Stored data:
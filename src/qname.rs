//! Qualified Names
//!
//! A [`QName`] is the (namespace URI, local name) pair used as the key of every
//! global lookup in the resolvers. Prefixes never survive into a `QName`; they
//! are resolved against the declaring schema's bindings on the way in.
//!
//! Two derivation policies exist:
//! - **Prefix-qualified** ([`QName::from_reference`]): unprefixed references
//!   live in the schema's target namespace.
//! - **Contextual** ([`QName::from_type_reference`]): unprefixed type references
//!   live in the namespace the schema assigns to the referencing element, which
//!   is empty for unqualified local elements.

use serde::{Deserialize, Serialize};
use std::fmt;

use crate::error::{ResolveError, Result};
use crate::schema::{Element, Nesting, SchemaNamespaces};

/// Namespace-qualified name
#[derive(Debug, Clone, PartialEq, Eq, Hash, PartialOrd, Ord, Serialize, Deserialize)]
pub struct QName {
    /// Namespace URI (empty for no namespace)
    pub namespace: String,
    /// Local part
    pub local: String,
}

impl QName {
    pub fn new(namespace: impl Into<String>, local: impl Into<String>) -> Self {
        Self {
            namespace: namespace.into(),
            local: local.into(),
        }
    }

    /// Name in no namespace
    pub fn unqualified(local: impl Into<String>) -> Self {
        Self::new(String::new(), local)
    }

    /// Resolve a possibly-prefixed reference against a schema's bindings.
    ///
    /// No colon: the whole string is the local part and the namespace is the
    /// schema's target namespace. A prefix missing from `xmlns` is an error.
    pub fn from_reference(reference: &str, schema: &SchemaNamespaces) -> Result<Self> {
        match split_prefix(reference) {
            None => Ok(Self::new(schema.target_namespace.as_str(), reference)),
            Some((prefix, local)) => {
                let namespace = lookup_prefix(prefix, reference, schema)?;
                Ok(Self::new(namespace, local))
            }
        }
    }

    /// Resolve the `type` reference of an element.
    ///
    /// Prefixed references go through the schema's bindings like
    /// [`QName::from_reference`]. Unprefixed references take the namespace the
    /// schema assigns to `element` at the given nesting.
    pub fn from_type_reference(
        reference: &str,
        element: &Element,
        nesting: Nesting,
        schema: &SchemaNamespaces,
    ) -> Result<Self> {
        match split_prefix(reference) {
            None => {
                let namespace = schema.xml_name_for_element(element, nesting).namespace;
                Ok(Self::new(namespace, reference))
            }
            Some((prefix, local)) => {
                let namespace = lookup_prefix(prefix, reference, schema)?;
                Ok(Self::new(namespace, local))
            }
        }
    }

    pub fn is_unqualified(&self) -> bool {
        self.namespace.is_empty()
    }
}

/// Strip any prefix from a reference, keeping the local part
pub fn local_part(reference: &str) -> &str {
    split_prefix(reference).map(|(_, local)| local).unwrap_or(reference)
}

fn split_prefix(reference: &str) -> Option<(&str, &str)> {
    reference.split_once(':')
}

fn lookup_prefix(prefix: &str, reference: &str, schema: &SchemaNamespaces) -> Result<String> {
    schema
        .xmlns
        .get(prefix)
        .cloned()
        .ok_or_else(|| ResolveError::UnboundPrefix {
            prefix: prefix.to_string(),
            reference: reference.to_string(),
            namespace: schema.target_namespace.clone(),
        })
}

/// Clark notation: `{namespace}local`, or just `local` with no namespace
impl fmt::Display for QName {
    fn fmt(&self, f: &mut fmt::Formatter<'_>) -> fmt::Result {
        if self.namespace.is_empty() {
            write!(f, "{}", self.local)
        } else {
            write!(f, "{{{}}}{}", self.namespace, self.local)
        }
    }
}
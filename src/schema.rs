//! Schema tree model
//!
//! Owned, serde-friendly structs for an already-parsed XSD forest. The parser
//! that produces them lives elsewhere; the resolvers read most fields and
//! write back only the attribute fields filled in by reference resolution.
//!
//! Each [`Schema`] keeps its namespace header ([`SchemaNamespaces`]) apart from
//! its declaration lists so traversals can borrow the header immutably while
//! mutating declarations.

use serde::{Deserialize, Serialize};
use std::collections::BTreeMap;

use crate::qname::QName;

// =============================================================================
// Form
// =============================================================================

/// `elementFormDefault` / `attributeFormDefault` / `form` value
#[derive(Debug, Clone, Copy, PartialEq, Eq, Hash, Serialize, Deserialize, Default)]
#[serde(rename_all = "lowercase")]
pub enum Form {
    Qualified,
    #[default]
    Unqualified,
}

/// Where an element declaration sits in its schema
#[derive(Debug, Clone, Copy, PartialEq, Eq, Hash, Serialize, Deserialize)]
pub enum Nesting {
    /// Declared directly under `xs:schema`
    TopLevel,
    /// Declared inside a complex type
    Local,
}

// =============================================================================
// Schema
// =============================================================================

/// Namespace header of one schema document
#[derive(Debug, Clone, Default, PartialEq, Serialize, Deserialize)]
pub struct SchemaNamespaces {
    /// `targetNamespace` (empty for chameleon/no-namespace schemas)
    #[serde(default)]
    pub target_namespace: String,

    /// Prefix -> namespace URI bindings in scope for the document
    #[serde(default)]
    pub xmlns: BTreeMap<String, String>,

    #[serde(default)]
    pub element_form_default: Form,

    #[serde(default)]
    pub attribute_form_default: Form,
}

impl SchemaNamespaces {
    pub fn new(target_namespace: impl Into<String>) -> Self {
        Self {
            target_namespace: target_namespace.into(),
            ..Default::default()
        }
    }

    /// Bind a prefix
    pub fn with_prefix(mut self, prefix: impl Into<String>, uri: impl Into<String>) -> Self {
        self.xmlns.insert(prefix.into(), uri.into());
        self
    }

    pub fn with_element_form_default(mut self, form: Form) -> Self {
        self.element_form_default = form;
        self
    }

    pub fn with_attribute_form_default(mut self, form: Form) -> Self {
        self.attribute_form_default = form;
        self
    }

    /// Name this schema gives an element on the wire.
    ///
    /// An explicit `form` wins. Otherwise top-level elements are always
    /// qualified and local elements follow `elementFormDefault`.
    pub fn xml_name_for_element(&self, element: &Element, nesting: Nesting) -> QName {
        let form = element.form.unwrap_or(match nesting {
            Nesting::TopLevel => Form::Qualified,
            Nesting::Local => self.element_form_default,
        });
        self.qualify(form, &element.name)
    }

    /// Name this schema gives an attribute on the wire.
    ///
    /// An explicit `form` wins, otherwise `attributeFormDefault`.
    pub fn xml_name_for_attribute(&self, attribute: &Attribute) -> QName {
        let form = attribute.form.unwrap_or(self.attribute_form_default);
        self.qualify(form, &attribute.name)
    }

    fn qualify(&self, form: Form, local: &str) -> QName {
        match form {
            Form::Qualified => QName::new(self.target_namespace.as_str(), local),
            Form::Unqualified => QName::unqualified(local),
        }
    }
}

/// One parsed XSD document
#[derive(Debug, Clone, Default, PartialEq, Serialize, Deserialize)]
pub struct Schema {
    #[serde(flatten)]
    pub namespaces: SchemaNamespaces,

    #[serde(default, skip_serializing_if = "Vec::is_empty")]
    pub elements: Vec<Element>,

    #[serde(default, skip_serializing_if = "Vec::is_empty")]
    pub complex_types: Vec<ComplexType>,

    #[serde(default, skip_serializing_if = "Vec::is_empty")]
    pub simple_types: Vec<SimpleType>,

    /// Top-level (global) attribute declarations
    #[serde(default, skip_serializing_if = "Vec::is_empty")]
    pub attributes: Vec<Attribute>,
}

impl Schema {
    pub fn new(namespaces: SchemaNamespaces) -> Self {
        Self {
            namespaces,
            ..Default::default()
        }
    }

    pub fn target_namespace(&self) -> &str {
        &self.namespaces.target_namespace
    }

    pub fn with_element(mut self, element: Element) -> Self {
        self.elements.push(element);
        self
    }

    pub fn with_complex_type(mut self, complex_type: ComplexType) -> Self {
        self.complex_types.push(complex_type);
        self
    }

    pub fn with_simple_type(mut self, simple_type: SimpleType) -> Self {
        self.simple_types.push(simple_type);
        self
    }

    pub fn with_attribute(mut self, attribute: Attribute) -> Self {
        self.attributes.push(attribute);
        self
    }
}

// =============================================================================
// Declarations
// =============================================================================

/// `xs:element`
#[derive(Debug, Clone, Default, PartialEq, Serialize, Deserialize)]
pub struct Element {
    pub name: String,

    /// Possibly-prefixed type reference; empty for inline types
    #[serde(default, rename = "type", skip_serializing_if = "String::is_empty")]
    pub type_name: String,

    #[serde(default, skip_serializing_if = "Option::is_none")]
    pub form: Option<Form>,

    #[serde(default, skip_serializing_if = "Option::is_none")]
    pub complex_type: Option<Box<ComplexType>>,

    #[serde(default, skip_serializing_if = "Option::is_none")]
    pub simple_type: Option<SimpleType>,
}

impl Element {
    pub fn new(name: impl Into<String>) -> Self {
        Self {
            name: name.into(),
            ..Default::default()
        }
    }

    pub fn with_type(mut self, type_name: impl Into<String>) -> Self {
        self.type_name = type_name.into();
        self
    }

    pub fn with_form(mut self, form: Form) -> Self {
        self.form = Some(form);
        self
    }

    pub fn with_complex_type(mut self, complex_type: ComplexType) -> Self {
        self.complex_type = Some(Box::new(complex_type));
        self
    }

    pub fn with_simple_type(mut self, simple_type: SimpleType) -> Self {
        self.simple_type = Some(simple_type);
        self
    }
}

/// `xs:complexType`
#[derive(Debug, Clone, Default, PartialEq, Serialize, Deserialize)]
pub struct ComplexType {
    /// Empty for anonymous (inline) types
    #[serde(default, skip_serializing_if = "String::is_empty")]
    pub name: String,

    #[serde(default, skip_serializing_if = "Vec::is_empty")]
    pub sequence: Vec<Element>,

    #[serde(default, skip_serializing_if = "Vec::is_empty")]
    pub choice: Vec<Element>,

    /// Members of a choice nested in a sequence (or vice versa)
    #[serde(default, skip_serializing_if = "Vec::is_empty")]
    pub sequence_choice: Vec<Element>,

    #[serde(default, skip_serializing_if = "Vec::is_empty")]
    pub all: Vec<Element>,

    #[serde(default, skip_serializing_if = "Vec::is_empty")]
    pub attributes: Vec<Attribute>,

    #[serde(default)]
    pub complex_content: ComplexContent,

    #[serde(default)]
    pub simple_content: SimpleContent,
}

impl ComplexType {
    pub fn new(name: impl Into<String>) -> Self {
        Self {
            name: name.into(),
            ..Default::default()
        }
    }

    /// Anonymous type for inline use under an element
    pub fn anonymous() -> Self {
        Self::default()
    }

    pub fn with_sequence(mut self, element: Element) -> Self {
        self.sequence.push(element);
        self
    }

    pub fn with_choice(mut self, element: Element) -> Self {
        self.choice.push(element);
        self
    }

    pub fn with_all(mut self, element: Element) -> Self {
        self.all.push(element);
        self
    }

    pub fn with_attribute(mut self, attribute: Attribute) -> Self {
        self.attributes.push(attribute);
        self
    }
}

/// `xs:complexContent`
#[derive(Debug, Clone, Default, PartialEq, Serialize, Deserialize)]
pub struct ComplexContent {
    #[serde(default)]
    pub extension: Extension,
}

/// `xs:complexContent/xs:extension`
#[derive(Debug, Clone, Default, PartialEq, Serialize, Deserialize)]
pub struct Extension {
    #[serde(default, skip_serializing_if = "String::is_empty")]
    pub base: String,

    #[serde(default, skip_serializing_if = "Vec::is_empty")]
    pub attributes: Vec<Attribute>,

    #[serde(default, skip_serializing_if = "Vec::is_empty")]
    pub sequence: Vec<Element>,

    #[serde(default, skip_serializing_if = "Vec::is_empty")]
    pub choice: Vec<Element>,

    #[serde(default, skip_serializing_if = "Vec::is_empty")]
    pub sequence_choice: Vec<Element>,
}

/// `xs:simpleContent`
#[derive(Debug, Clone, Default, PartialEq, Serialize, Deserialize)]
pub struct SimpleContent {
    #[serde(default)]
    pub extension: SimpleExtension,
}

/// `xs:simpleContent/xs:extension`
#[derive(Debug, Clone, Default, PartialEq, Serialize, Deserialize)]
pub struct SimpleExtension {
    #[serde(default, skip_serializing_if = "String::is_empty")]
    pub base: String,

    #[serde(default, skip_serializing_if = "Vec::is_empty")]
    pub attributes: Vec<Attribute>,
}

/// `xs:simpleType`
#[derive(Debug, Clone, Default, PartialEq, Serialize, Deserialize)]
pub struct SimpleType {
    #[serde(default, skip_serializing_if = "String::is_empty")]
    pub name: String,

    #[serde(default)]
    pub restriction: Restriction,
}

impl SimpleType {
    pub fn new(name: impl Into<String>) -> Self {
        Self {
            name: name.into(),
            ..Default::default()
        }
    }

    /// Anonymous restriction of `base`
    pub fn restricting(base: impl Into<String>) -> Self {
        Self {
            name: String::new(),
            restriction: Restriction { base: base.into() },
        }
    }
}

/// `xs:restriction`
#[derive(Debug, Clone, Default, PartialEq, Serialize, Deserialize)]
pub struct Restriction {
    #[serde(default)]
    pub base: String,
}

/// `xs:attribute`
#[derive(Debug, Clone, Default, PartialEq, Serialize, Deserialize)]
pub struct Attribute {
    #[serde(default, skip_serializing_if = "String::is_empty")]
    pub name: String,

    /// Possibly-prefixed reference to a global attribute
    #[serde(default, rename = "ref", skip_serializing_if = "String::is_empty")]
    pub reference: String,

    #[serde(default, rename = "type", skip_serializing_if = "String::is_empty")]
    pub type_name: String,

    #[serde(default, skip_serializing_if = "String::is_empty")]
    pub fixed: String,

    #[serde(default, skip_serializing_if = "Option::is_none")]
    pub form: Option<Form>,

    /// Namespace filled in when a reference is resolved
    #[serde(default, skip_serializing_if = "Option::is_none")]
    pub target_namespace: Option<String>,

    #[serde(default, skip_serializing_if = "Option::is_none")]
    pub simple_type: Option<SimpleType>,
}

impl Attribute {
    pub fn new(name: impl Into<String>) -> Self {
        Self {
            name: name.into(),
            ..Default::default()
        }
    }

    /// Declaration that borrows a global attribute
    pub fn referencing(reference: impl Into<String>) -> Self {
        Self {
            reference: reference.into(),
            ..Default::default()
        }
    }

    pub fn with_type(mut self, type_name: impl Into<String>) -> Self {
        self.type_name = type_name.into();
        self
    }

    pub fn with_fixed(mut self, fixed: impl Into<String>) -> Self {
        self.fixed = fixed.into();
        self
    }

    pub fn with_form(mut self, form: Form) -> Self {
        self.form = Some(form);
        self
    }

    pub fn with_simple_type(mut self, simple_type: SimpleType) -> Self {
        self.simple_type = Some(simple_type);
        self
    }

    pub fn is_reference(&self) -> bool {
        !self.reference.is_empty()
    }
}

// =============================================================================
// Forest
// =============================================================================

/// Ordered set of schemas processed together in one generation run.
///
/// Target namespaces are not unique: several documents may share one.
#[derive(Debug, Clone, Default, PartialEq, Serialize, Deserialize)]
#[serde(transparent)]
pub struct Forest {
    schemas: Vec<Schema>,
}

impl Forest {
    pub fn new(schemas: Vec<Schema>) -> Self {
        Self { schemas }
    }

    pub fn schemas(&self) -> &[Schema] {
        &self.schemas
    }

    pub fn schemas_mut(&mut self) -> &mut [Schema] {
        &mut self.schemas
    }

    pub fn push(&mut self, schema: Schema) {
        self.schemas.push(schema);
    }

    pub fn get(&self, index: usize) -> Option<&Schema> {
        self.schemas.get(index)
    }

    pub fn len(&self) -> usize {
        self.schemas.len()
    }

    pub fn is_empty(&self) -> bool {
        self.schemas.is_empty()
    }

    /// All schemas declaring into `namespace`, in input order
    pub fn find_by_namespace<'a>(&'a self, namespace: &'a str) -> impl Iterator<Item = &'a Schema> + 'a {
        self.schemas
            .iter()
            .filter(move |s| s.namespaces.target_namespace == namespace)
    }
}

impl From<Vec<Schema>> for Forest {
    fn from(schemas: Vec<Schema>) -> Self {
        Self::new(schemas)
    }
}

impl FromIterator<Schema> for Forest {
    fn from_iter<I: IntoIterator<Item = Schema>>(iter: I) -> Self {
        Self::new(iter.into_iter().collect())
    }
}
//! XSD Semantic Resolution
//!
//! The cross-schema phase of a WSDL/XSD code generator. Given a forest of
//! already-parsed schema documents it:
//!
//! - **Resolves attribute references**: every `<xs:attribute ref="p:name"/>`
//!   is rewritten with the name, type, `fixed` value and namespace of the
//!   global attribute it points at, looked up across all schemas.
//! - **Names types**: infers the external XML name of each named type from the
//!   elements declared with it, falling back to the type's own name when they
//!   disagree.
//!
//! ## Pipeline
//!
//! ```text
//! parser ──> Forest ──> resolve_attribute_refs (mutates attributes)
//!                   └─> TypeNameResolver::build ──> name_for_type (read-only)
//!                                                         │
//!                                                         └──> emitter
//! ```
//!
//! Both passes use the shared [`walk`] traversal and [`QName`] keys. Indexes
//! live for one run and are dropped with it.

pub mod config;
pub mod error;
pub mod loader;
pub mod qname;
pub mod resolve;
pub mod schema;
pub mod walk;

pub use config::{ErrorPolicy, ResolverConfig, TypeNaming};
pub use error::{ResolveError, Result};
pub use loader::{load_from_path, LoadedForest};
pub use qname::QName;
pub use resolve::{
    resolve_attribute_refs, ResolutionReport, ResolvedForest, Resolver, TypeNameResolution,
    TypeNameResolver,
};
pub use schema::{Attribute, ComplexType, Element, Forest, Form, Nesting, Schema, SchemaNamespaces, SimpleType};
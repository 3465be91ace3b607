//! Survey date and time-of-day formats
//!
//! Dates are entered day-month-year with hyphens (display format) and sent to
//! the backend year-month-day (wire format). Conversion between the two is a
//! pure token reorder; calendar validity is not checked at this layer, only
//! the fixed pattern (two-digit day 01-31, two-digit month 01-12, four-digit
//! year) at form-input time.

use chrono::Local;
use regex::Regex;

use crate::domain::result::{Error, Result};

/// Validate a display-format date (`DD-MM-YYYY`)
pub fn validate_display_date(date: &str) -> Result<()> {
    let re = Regex::new(r"^(0[1-9]|[12][0-9]|3[01])-(0[1-9]|1[0-2])-([0-9]{4})$").unwrap();
    if re.is_match(date) {
        Ok(())
    } else {
        Err(Error::validation(format!(
            "Invalid date: {date}. Use DD-MM-YYYY (e.g. 25-12-2024)."
        )))
    }
}

/// Convert a display-format date (`DD-MM-YYYY`) to wire format (`YYYY-MM-DD`)
///
/// Format validation happens at the form layer; a string that does not split
/// into three tokens is returned unchanged.
pub fn to_wire_date(display: &str) -> String {
    reorder(display)
}

/// Convert a wire-format date (`YYYY-MM-DD`) back to display format
pub fn to_display_date(wire: &str) -> String {
    reorder(wire)
}

fn reorder(date: &str) -> String {
    let parts: Vec<&str> = date.split('-').collect();
    match parts.as_slice() {
        [a, b, c] => format!("{c}-{b}-{a}"),
        _ => date.to_string(),
    }
}

/// Today's date in display format
pub fn today_display() -> String {
    Local::now().format("%d-%m-%Y").to_string()
}

/// Validate an `HH:MM` time-of-day and return it zero-padded
///
/// Accepts single-digit hours ("8:30" becomes "08:30"). Hours must be 0-23
/// and minutes 0-59; anything else returns `None`.
pub fn normalize_time(time: &str) -> Option<String> {
    let (hours, minutes) = time.split_once(':')?;
    if hours.is_empty() || minutes.is_empty() {
        return None;
    }

    let parsed_hours: u32 = hours.parse().ok()?;
    let parsed_minutes: u32 = minutes.parse().ok()?;
    if parsed_hours > 23 || parsed_minutes > 59 {
        return None;
    }

    Some(format!("{parsed_hours:02}:{parsed_minutes:02}"))
}

/// Convert an `HH:MM` duration to total minutes (hours x 60 + minutes)
///
/// This is a duration, not a time of day, so there is no rounding or
/// calendar arithmetic involved.
pub fn duration_to_minutes(duration: &str) -> Option<u32> {
    let normalized = normalize_time(duration)?;
    let (hours, minutes) = normalized.split_once(':')?;
    let hours: u32 = hours.parse().ok()?;
    let minutes: u32 = minutes.parse().ok()?;
    Some(hours * 60 + minutes)
}

#[cfg(test)]
mod tests {
    use super::*;

    #[test]
    fn test_display_to_wire() {
        assert_eq!(to_wire_date("25-12-2024"), "2024-12-25");
        assert_eq!(to_wire_date("01-02-2023"), "2023-02-01");
    }

    #[test]
    fn test_wire_to_display() {
        assert_eq!(to_display_date("2024-12-25"), "25-12-2024");
    }

    #[test]
    fn test_date_round_trip() {
        for date in ["01-01-2024", "31-12-1999", "15-06-2025", "29-02-2024"] {
            assert_eq!(to_display_date(&to_wire_date(date)), date);
        }
    }

    #[test]
    fn test_reorder_leaves_malformed_input_unchanged() {
        assert_eq!(to_wire_date("garbage"), "garbage");
        assert_eq!(to_wire_date("25/12/2024"), "25/12/2024");
    }

    #[test]
    fn test_validate_display_date() {
        assert!(validate_display_date("25-12-2024").is_ok());
        assert!(validate_display_date("01-01-2000").is_ok());
        assert!(validate_display_date("31-12-1999").is_ok());

        // Wrong order, separators, or out-of-pattern tokens
        assert!(validate_display_date("2024-12-25").is_err());
        assert!(validate_display_date("32-01-2024").is_err());
        assert!(validate_display_date("00-01-2024").is_err());
        assert!(validate_display_date("25-13-2024").is_err());
        assert!(validate_display_date("25-00-2024").is_err());
        assert!(validate_display_date("5-12-2024").is_err());
        assert!(validate_display_date("25-12-24").is_err());
        assert!(validate_display_date("").is_err());
    }

    #[test]
    fn test_normalize_time() {
        assert_eq!(normalize_time("07:30").as_deref(), Some("07:30"));
        assert_eq!(normalize_time("8:05").as_deref(), Some("08:05"));
        assert_eq!(normalize_time("23:59").as_deref(), Some("23:59"));
        assert_eq!(normalize_time("0:0").as_deref(), Some("00:00"));

        assert_eq!(normalize_time("24:00"), None);
        assert_eq!(normalize_time("12:60"), None);
        assert_eq!(normalize_time("1230"), None);
        assert_eq!(normalize_time(":30"), None);
        assert_eq!(normalize_time("12:"), None);
        assert_eq!(normalize_time("ab:cd"), None);
        assert_eq!(normalize_time(""), None);
    }

    #[test]
    fn test_duration_to_minutes() {
        assert_eq!(duration_to_minutes("08:15"), Some(495));
        assert_eq!(duration_to_minutes("00:00"), Some(0));
        assert_eq!(duration_to_minutes("23:59"), Some(1439));
        assert_eq!(duration_to_minutes("7:45"), Some(465));
        assert_eq!(duration_to_minutes("25:00"), None);
    }

    #[test]
    fn test_today_display_shape() {
        let today = today_display();
        assert!(validate_display_date(&today).is_ok());
    }
}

* _Problem to solve_
Going through the data above, count the lines where the string "ResolveError" appears, and answer with only that number.

* _Written answer_
3